▸ **Assignment**: Copy the entries below in full, keeping them exactly as they are.

(Input material begins)

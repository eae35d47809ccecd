//! Shared test utilities for `baytdesign`.
//!
//! This module provides common helper functions for setting up test databases
//! and creating catalog and user fixtures with sensible defaults.

use crate::{
    core::{
        classification::{self, NewClassification},
        product::{self, ProductDetails},
        shop::{self, ShopDetails},
        user::{self, NewUser},
    },
    entities,
    errors::Result,
};
use sea_orm::DatabaseConnection;
use std::path::{Path, PathBuf};

/// Creates an in-memory `SQLite` database with all tables initialized.
/// This is the standard setup for all integration tests.
pub async fn setup_test_db() -> Result<DatabaseConnection> {
    let db = sea_orm::Database::connect("sqlite::memory:").await?;
    crate::config::database::create_tables(&db).await?;
    Ok(db)
}

/// Creates a file-backed `SQLite` database under the temp dir with all tables initialized.
///
/// Unlike the in-memory setup this one hands out several pooled connections, so
/// concurrent tasks really do race each other. `label` keeps file names readable.
/// Pair with [`remove_file_test_db`].
pub async fn setup_file_test_db(label: &str) -> Result<(DatabaseConnection, PathBuf)> {
    let stamp = chrono::Utc::now().timestamp_nanos_opt().unwrap_or_default();
    let path = std::env::temp_dir().join(format!(
        "baytdesign-{label}-{}-{stamp}.sqlite",
        std::process::id()
    ));
    let url = format!("sqlite://{}?mode=rwc", path.display());

    let db = sea_orm::Database::connect(url.as_str()).await?;
    crate::config::database::create_tables(&db).await?;
    Ok((db, path))
}

/// Closes a database from [`setup_file_test_db`] and deletes its files.
pub async fn remove_file_test_db(db: DatabaseConnection, path: &Path) {
    let _ = db.close().await;
    for suffix in ["", "-wal", "-shm", "-journal"] {
        let mut file = path.as_os_str().to_owned();
        file.push(suffix);
        let _ = std::fs::remove_file(file);
    }
}

/// Creates a test user (with profile) named `username`.
pub async fn create_test_user(
    db: &DatabaseConnection,
    username: &str,
) -> Result<entities::user::Model> {
    user::create_user(db, NewUser::new(username, None, None, None)?).await
}

/// Creates a test classification; the slug is derived from the name.
pub async fn create_test_classification(
    db: &DatabaseConnection,
    name: &str,
) -> Result<entities::classification::Model> {
    classification::create_classification(db, NewClassification::new(name, None, None, None)?)
        .await
}

/// Creates a test shop with only a name.
pub async fn create_test_shop(
    db: &DatabaseConnection,
    name: &str,
    classification_id: i64,
) -> Result<entities::shop::Model> {
    shop::create_shop(db, classification_id, ShopDetails::named(name)?).await
}

/// Creates a test product with sensible defaults.
///
/// # Defaults
/// * price: 10.00
/// * available: true
pub async fn create_test_product(
    db: &DatabaseConnection,
    name: &str,
    shop_id: i64,
) -> Result<entities::product::Model> {
    create_custom_product(db, name, "10.00", shop_id).await
}

/// Creates an available test product with a custom price given as text.
pub async fn create_custom_product(
    db: &DatabaseConnection,
    name: &str,
    price: &str,
    shop_id: i64,
) -> Result<entities::product::Model> {
    product::create_product(db, shop_id, ProductDetails::parse(name, price, None, true)?).await
}

/// Sets up a test environment with one classification.
/// Returns (db, classification).
pub async fn setup_with_classification()
-> Result<(DatabaseConnection, entities::classification::Model)> {
    let db = setup_test_db().await?;
    let classification = create_test_classification(&db, "Test Classification").await?;
    Ok((db, classification))
}

/// Sets up a test environment with a classification and a shop.
/// Returns (db, classification, shop).
pub async fn setup_with_shop() -> Result<(
    DatabaseConnection,
    entities::classification::Model,
    entities::shop::Model,
)> {
    let (db, classification) = setup_with_classification().await?;
    let shop = create_test_shop(&db, "Test Shop", classification.id).await?;
    Ok((db, classification, shop))
}

/// Sets up a complete catalog chain down to one product.
/// Returns (db, classification, shop, product) for product-related tests.
pub async fn setup_with_product() -> Result<(
    DatabaseConnection,
    entities::classification::Model,
    entities::shop::Model,
    entities::product::Model,
)> {
    let (db, classification, shop) = setup_with_shop().await?;
    let product = create_test_product(&db, "Test Product", shop.id).await?;
    Ok((db, classification, shop, product))
}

(Input material ends)

▸ **Response**:
repository eae35d47809ccecd
//! Shared test utilities for `baytdesign`.
//!
//! This module provides common helper functions for setting up test databases
//! and creating catalog and user fixtures with sensible defaults.

use crate::{
    core::{
        classification::{self, NewClassification},
        product::{self, ProductDetails},
        shop::{self, ShopDetails},
        user::{self, NewUser},
    },
    entities,
    errors::Result,
};
use sea_orm::DatabaseConnection;
use std::path::{Path, PathBuf};

/// Creates an in-memory `SQLite` database with all tables initialized.
/// This is the standard setup for all integration tests.
pub async fn setup_test_db() -> Result<DatabaseConnection> {
    let db = sea_orm::Database::connect("sqlite::memory:").await?;
    crate::config::database::create_tables(&db).await?;
    Ok(db)
}

/// Creates a file-backed `SQLite` database under the temp dir with all tables initialized.
///
/// Unlike the in-memory setup this one hands out several pooled connections, so
/// concurrent tasks really do race each other. `label` keeps file names readable.
/// Pair with [`remove_file_test_db`].
pub async fn setup_file_test_db(label: &str) -> Result<(DatabaseConnection, PathBuf)> {
    let stamp = chrono::Utc::now().timestamp_nanos_opt().unwrap_or_default();
    let path = std::env::temp_dir().join(format!(
        "baytdesign-{label}-{}-{stamp}.sqlite",
        std::process::id()
    ));
    let url = format!("sqlite://{}?mode=rwc", path.display());

    let db = sea_orm::Database::connect(url.as_str()).await?;
    crate::config::database::create_tables(&db).await?;
    Ok((db, path))
}

/// Closes a database from [`setup_file_test_db`] and deletes its files.
pub async fn remove_file_test_db(db: DatabaseConnection, path: &Path) {
    let _ = db.close().await;
    for suffix in ["", "-wal", "-shm", "-journal"] {
        let mut file = path.as_os_str().to_owned();
        file.push(suffix);
        let _ = std::fs::remove_file(file);
    }
}

/// Creates a test user (with profile) named `username`.
pub async fn create_test_user(
    db: &DatabaseConnection,
    username: &str,
) -> Result<entities::user::Model> {
    user::create_user(db, NewUser::new(username, None, None, None)?).await
}

/// Creates a test classification; the slug is derived from the name.
pub async fn create_test_classification(
    db: &DatabaseConnection,
    name: &str,
) -> Result<entities::classification::Model> {
    classification::create_classification(db, NewClassification::new(name, None, None, None)?)
        .await
}

/// Creates a test shop with only a name.
pub async fn create_test_shop(
    db: &DatabaseConnection,
    name: &str,
    classification_id: i64,
) -> Result<entities::shop::Model> {
    shop::create_shop(db, classification_id, ShopDetails::named(name)?).await
}

/// Creates a test product with sensible defaults.
///
/// # Defaults
/// * price: 10.00
/// * available: true
pub async fn create_test_product(
    db: &DatabaseConnection,
    name: &str,
    shop_id: i64,
) -> Result<entities::product::Model> {
    create_custom_product(db, name, "10.00", shop_id).await
}

/// Creates an available test product with a custom price given as text.
pub async fn create_custom_product(
    db: &DatabaseConnection,
    name: &str,
    price: &str,
    shop_id: i64,
) -> Result<entities::product::Model> {
    product::create_product(db, shop_id, ProductDetails::parse(name, price, None, true)?).await
}

/// Sets up a test environment with one classification.
/// Returns (db, classification).
pub async fn setup_with_classification()
-> Result<(DatabaseConnection, entities::classification::Model)> {
    let db = setup_test_db().await?;
    let classification = create_test_classification(&db, "Test Classification").await?;
    Ok((db, classification))
}

/// Sets up a test environment with a classification and a shop.
/// Returns (db, classification, shop).
pub async fn setup_with_shop() -> Result<(
    DatabaseConnection,
    entities::classification::Model,
    entities::shop::Model,
)> {
    let (db, classification) = setup_with_classification().await?;
    let shop = create_test_shop(&db, "Test Shop", classification.id).await?;
    Ok((db, classification, shop))
}

/// Sets up a complete catalog chain down to one product.
/// Returns (db, classification, shop, product) for product-related tests.
pub async fn setup_with_product() -> Result<(
    DatabaseConnection,
    entities::classification::Model,
    entities::shop::Model,
    entities::product::Model,
)> {
    let (db, classification, shop) = setup_with_shop().await?;
    let product = create_test_product(&db, "Test Product", shop.id).await?;
    Ok((db, classification, shop, product))
}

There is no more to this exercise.